I pray he reaches the world for Jesus and follows in the footsteps of his Daddy.
 The morning of the ultrasound a disciple from our church came to pick me up (not knowing the gender) said " I was praying this morning that "he" be fruitful". That really touched my heart...and I nearly gave it away right then and there to the brother...even in my womb this precious Ray Ray has people praying for his fruitfulness! That same brother also said 'you don't have to tell me what your having, God already confirmed it to me'
The Lord couldn't have worked out my childrens' placing any better...
My first is my first and my precious child that lead me to Christianity.
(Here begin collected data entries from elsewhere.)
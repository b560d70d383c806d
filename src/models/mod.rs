// heimdall-service/src/models/mod.rs
use actix_web::{HttpResponse, ResponseError};
use serde::{Deserialize, Serialize};
use serde_json::json;
use std::fmt;

// Team and membership models
pub mod team;
pub use team::*;

// Grouping, status and stage models
pub mod grouping;
pub use grouping::*;

// Submission variants
pub mod submission;
pub use submission::*;

// Stage-scoped dashboard content
pub mod content;
pub use content::*;

// JWT claims structure for authentication.
// Tokens are issued by the external auth collaborator; this service only
// verifies the signature and trusts the email claim.
#[derive(Serialize, Deserialize, Debug, Clone)]
pub struct Claims {
    pub sub: String,  // Subject (user ID at the auth provider)
    pub email: String,
    pub exp: usize,   // Expiration time
    pub iat: usize,   // Issued at
}

// Custom error types
#[derive(Debug)]
pub enum ServiceError {
    InternalServerError,
    BadRequest(String),
    Unauthorized,
    NotFound,
    // Gate rejected a write: no grouping is currently active
    SubmissionClosed,
    // Attachment count/size/extension checks failed before any storage write
    Validation(String),
    // Blob store rejected or failed a file
    Upload(String),
    // Row insert/delete failed
    Write(String),
}

// Implement Display for ServiceError
impl fmt::Display for ServiceError {
    fn fmt(&self, f: &mut fmt::Formatter) -> fmt::Result {
        match self {
            ServiceError::InternalServerError => write!(f, "Internal Server Error"),
            ServiceError::BadRequest(msg) => write!(f, "BadRequest: {}", msg),
            ServiceError::Unauthorized => write!(f, "Unauthorized"),
            ServiceError::NotFound => write!(f, "Not Found"),
            ServiceError::SubmissionClosed => write!(f, "Submission Closed"),
            ServiceError::Validation(msg) => write!(f, "Validation: {}", msg),
            ServiceError::Upload(msg) => write!(f, "Upload: {}", msg),
            ServiceError::Write(msg) => write!(f, "Write: {}", msg),
        }
    }
}

// Implement std::error::Error for ServiceError
impl std::error::Error for ServiceError {}

// Implement ResponseError for ServiceError
impl ResponseError for ServiceError {
    fn error_response(&self) -> HttpResponse {
        match self {
            ServiceError::InternalServerError =>
                HttpResponse::InternalServerError().json("Internal Server Error"),
            ServiceError::BadRequest(ref message) =>
                HttpResponse::BadRequest().json(message),
            ServiceError::Unauthorized =>
                HttpResponse::Unauthorized().json("Unauthorized"),
            ServiceError::NotFound =>
                HttpResponse::NotFound().json("Not Found"),
            // The client is expected to reload and re-derive its gating
            // state instead of trusting a stale in-memory flag.
            ServiceError::SubmissionClosed =>
                HttpResponse::Conflict().json(json!({
                    "message": "The grouping is no longer active. Reload the page.",
                    "reload": true
                })),
            ServiceError::Validation(ref message) =>
                HttpResponse::BadRequest().json(json!({
                    "message": message,
                    "kind": "validation"
                })),
            ServiceError::Upload(ref message) =>
                HttpResponse::InternalServerError().json(json!({
                    "message": format!("Upload failed: {}", message),
                    "kind": "upload"
                })),
            ServiceError::Write(ref message) =>
                HttpResponse::InternalServerError().json(json!({
                    "message": format!("Write failed: {}", message),
                    "kind": "write"
                })),
        }
    }
}
use chrono::{DateTime, Utc};
use serde::{Deserialize, Serialize};

// A competition team row. Provisioned by the registration process;
// read-only to this service.
#[derive(Serialize, Deserialize, Debug, Clone)]
pub struct Team {
    pub id: String,
    pub team_name: String,
    // Contest category tag, e.g. "Senior-Scratch". Content queries filter
    // on this so teams only see material for their own category.
    pub category: String,
    pub teacher_email: String,
    pub teacher_name: String,
    pub team_members: Vec<TeamMember>,
    #[serde(with = "chrono::serde::ts_seconds")]
    pub created_at: DateTime<Utc>,
}

#[derive(Serialize, Deserialize, Debug, Clone)]
pub struct TeamMember {
    pub name: String,
    pub parent_email: String,
}

// Resolved identity for a signed-in email: which team it belongs to and
// the display name to stamp on submissions.
#[derive(Serialize, Deserialize, Debug, Clone)]
pub struct TeamDetails {
    pub team_id: String,
    pub team_name: String,
    pub author_name: String,
    pub category: String,
}
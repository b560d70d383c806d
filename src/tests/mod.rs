mod helpers;

mod gating_tests;
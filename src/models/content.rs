use serde::{Deserialize, Serialize};

// Stage-scoped dashboard content. All of these rows are authored by the
// competition operators; the service only reads and displays them.

// A bug teams are asked to fix. Image fields are blob-store paths; public
// URLs are derived at read time from the configured base.
#[derive(Serialize, Deserialize, Debug, Clone)]
pub struct BugContent {
    pub id: String,
    pub stage_id: String,
    pub bug_number: u32,
    pub category: String,
    pub description: String,
    pub bug_image: String,
    pub expected_behavior_image: String,
}

#[derive(Serialize, Deserialize, Debug, Clone)]
pub struct MissionPack {
    pub id: String,
    pub stage_id: String,
    pub category: String,
    pub content: String,
}

// An announcement shown on the dashboard landing page
#[derive(Serialize, Deserialize, Debug, Clone)]
pub struct StageUpdate {
    pub id: String,
    pub stage_id: String,
    pub category: String,
    pub description: String,
    pub content: String,
}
My middle child really isn't a middle child. She will be my one and only baby girl.
And now I have my first son!  They each have a perfect place in their birth order! :D
Here are the ultrasound spoilers. For full story check out rodneybaby.blogspot.ca
After seeing the 'xy'  sign (scientific term for male) my heart skipped a beat.  I smiled to myself. I wasn't sure if the tech showed me the sign on purpose as a way to 'tell me' without 'telling me' or if it was an accident.  I needed further confirmation. Ray Ray was continuing to be quite active so I said 'he must be a boy cause he's so active'. Would she fall for the bait?
Yup!  She said 'it looks like, I have seen gender a few times since beginning but let's check one more time'
A few times? Heck I hadn't even seen a pee pee once!  So she showed me all his parts... And last but not least the golden Jewels. I squealed 'there it is'. The only time in my life I would be excited to see a pee pee on a screen'. The tech laughed and said 'yes he looks like a boy but just let your doctor call to confirm'.
I smiled and thanked her and walked out not caring if anyone called me.  I know what I saw!  And she saw a number of times... I was having a boy!  And that was that!

I couldn't wait to share with my family & friends to exciting much anticipated news!!